The youth came into care over a decade ago. Prior to the termination of parental rights, caseworkers did some Family Voluntary Services (FVS) work with the family.

Since then, there had been 10 different group care placements and at least two adoptive placements that did not work out but the youth and his caseworkers never gave up hope on finding a permanent home.

Over the last four and a half years, Angelia Etter, the youth’s adoption specialist, worked to recruit and support this youth in achieving permanency. She started discussing the Interstate Compact on the Placement of Children (ICPC) process with the birth father, as he was living out of state. 

“Angelia Etter works with some of our most difficult youth but she never, and I mean never, gives up looking for permanent homes for her kids.

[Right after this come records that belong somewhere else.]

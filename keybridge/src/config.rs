use embassy_time::Duration;

use crate::SEGMENT_DELAY_MS;

/// Runtime configuration of the command interpreter
#[derive(Clone, Copy, Debug, PartialEq, Eq)]
#[cfg_attr(feature = "defmt", derive(defmt::Format))]
pub struct InterpreterConfig {
    /// Pause inserted after each split-off segment of a `||` macro chain
    pub segment_delay: Duration,
}

impl Default for InterpreterConfig {
    fn default() -> Self {
        Self {
            segment_delay: Duration::from_millis(SEGMENT_DELAY_MS),
        }
    }
}
use serde::{Deserialize, Serialize};

use crate::keycode::HidKeyCode;

/// A single keyboard operation, executed in order by a key action sink.
#[derive(Debug, Clone, Copy, PartialEq, Eq, Serialize, Deserialize)]
#[cfg_attr(feature = "defmt", derive(defmt::Format))]
pub enum KeyAction {
    /// Add the key to the set of held keys
    Press(HidKeyCode),
    /// Remove the key from the set of held keys
    Release(HidKeyCode),
    /// Press by raw HID usage. Modifier usages `0xE0..=0xE7` become modifier bits.
    PressRaw(u8),
    /// Release every held key and modifier
    ReleaseAll,
    /// Press and release whatever is needed to produce the character
    Type(char),
}

/// What happens to the keys a directive pressed once its body has run.
#[derive(Debug, Clone, Copy, PartialEq, Eq, Serialize, Deserialize)]
#[cfg_attr(feature = "defmt", derive(defmt::Format))]
pub enum ReleasePolicy {
    /// Each pressed key is released individually, in reverse order.
    Tap,
    /// A single release-all closes the directive.
    AutoRelease,
    /// Keys stay held until something releases them, e.g. `!RELEASE`.
    Sticky,
}
#![macro_use]
#![allow(unused)]

use core::fmt::{Display, Formatter, Result};

#[cfg(all(feature = "defmt", feature = "log"))]
compile_error!("You may not enable both `defmt` and `log` features.");

macro_rules! trace {
    ($s:literal $(, $x:expr)* $(,)?) => {
        {
            #[cfg(feature = "log")]
            ::log::trace!($s $(, $x)*);
            #[cfg(feature = "defmt")]
            ::defmt::trace!($s $(, $x)*);
            #[cfg(not(any(feature = "log", feature = "defmt")))]
            let _ = ($( & $x ),*);
        }
    };
}

macro_rules! debug {
    ($s:literal $(, $x:expr)* $(,)?) => {
        {
            #[cfg(feature = "log")]
            ::log::debug!($s $(, $x)*);
            #[cfg(feature = "defmt")]
            ::defmt::debug!($s $(, $x)*);
            #[cfg(not(any(feature = "log", feature = "defmt")))]
            let _ = ($( & $x ),*);
        }
    };
}

macro_rules! info {
    ($s:literal $(, $x:expr)* $(,)?) => {
        {
            #[cfg(feature = "log")]
            ::log::info!($s $(, $x)*);
            #[cfg(feature = "defmt")]
            ::defmt::info!($s $(, $x)*);
            #[cfg(not(any(feature = "log", feature = "defmt")))]
            let _ = ($( & $x ),*);
        }
    };
}

macro_rules! warn {
    ($s:literal $(, $x:expr)* $(,)?) => {
        {
            #[cfg(feature = "log")]
            ::log::warn!($s $(, $x)*);
            #[cfg(feature = "defmt")]
            ::defmt::warn!($s $(, $x)*);
            #[cfg(not(any(feature = "log", feature = "defmt")))]
            let _ = ($( & $x ),*);
        }
    };
}

macro_rules! error {
    ($s:literal $(, $x:expr)* $(,)?) => {
        {
            #[cfg(feature = "log")]
            ::log::error!($s $(, $x)*);
            #[cfg(feature = "defmt")]
            ::defmt::error!($s $(, $x)*);
            #[cfg(not(any(feature = "log", feature = "defmt")))]
            let _ = ($( & $x ),*);
        }
    };
}

/// Log adapter that prints received bytes as text.
///
/// Invalid UTF-8 is shown as U+FFFD.
pub(crate) struct Text<'a>(pub(crate) &'a [u8]);

impl Display for Text<'_> {
    fn fmt(&self, f: &mut Formatter<'_>) -> Result {
        for chunk in self.0.utf8_chunks() {
            f.write_str(chunk.valid())?;
            if !chunk.invalid().is_empty() {
                f.write_str("\u{FFFD}")?;
            }
        }
        Ok(())
    }
}

#[cfg(feature = "defmt")]
impl defmt::Format for Text<'_> {
    fn format(&self, f: defmt::Formatter) {
        defmt::write!(f, "{=[u8]:a}", self.0)
    }
}
//! Exposed channels which can be used to share data across tasks

use embassy_sync::channel::Channel;
pub use embassy_sync::{blocking_mutex, channel};

use crate::hid::KeyboardReport;
use crate::{INPUT_CHANNEL_SIZE, INPUT_LINE_SIZE, REPORT_CHANNEL_SIZE, RawMutex};

/// One write event received from the transport
pub type InputLine = heapless::Vec<u8, INPUT_LINE_SIZE>;

/// Channel for input lines from the transport to the bridge
pub static INPUT_CHANNEL: Channel<RawMutex, InputLine, INPUT_CHANNEL_SIZE> = Channel::new();
/// Channel for keyboard reports from the HID keyboard to the USB writer
pub static REPORT_CHANNEL: Channel<RawMutex, KeyboardReport, REPORT_CHANNEL_SIZE> = Channel::new();

/// Copy a transport write into an [`InputLine`], truncating it to the line capacity.
pub fn input_line(raw: &[u8]) -> InputLine {
    let len = raw.len().min(INPUT_LINE_SIZE);
    if len < raw.len() {
        warn!("Input of {} bytes truncated to {}", raw.len(), INPUT_LINE_SIZE);
    }
    match InputLine::from_slice(&raw[..len]) {
        Ok(line) => line,
        Err(_) => {
            error!("Input of {} bytes does not fit a line", len);
            InputLine::new()
        }
    }
}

Nor does she dismiss any potential option that the youth come up with themselves,” said Christine Domes, Etter’s supervisor out of the Mt. Vernon office.

Even though the youth was legally free, in 2017, the Relative Search unit reached out to a dozen birth relatives, which resulted in responses and interest from the paternal family. In the meantime Angie continued to recruit for an adoptive home, exploring any option that came forward, including the birth father.

After a placement with family out of state did not work out, a call was placed to the father again in 2018 to see if his circumstances would allow for completion of the ICPC and to be an active part of his son’s treatment team.

He and his wife said yes and began to work immediately to get approved and have his son placed with him. After many many roadblocks, phone calls and visits, the youth was able to finally move with his dad and step-mom in March 2020. 

The father’s parental rights were reinstated and dependency was dismissed that same day.

“While this was a very long road, lots of hard work was done by Angie and the youth to make this happen,” said Domes. “Both of their dedication to achieving permanency and all the hard work they did really paid off.”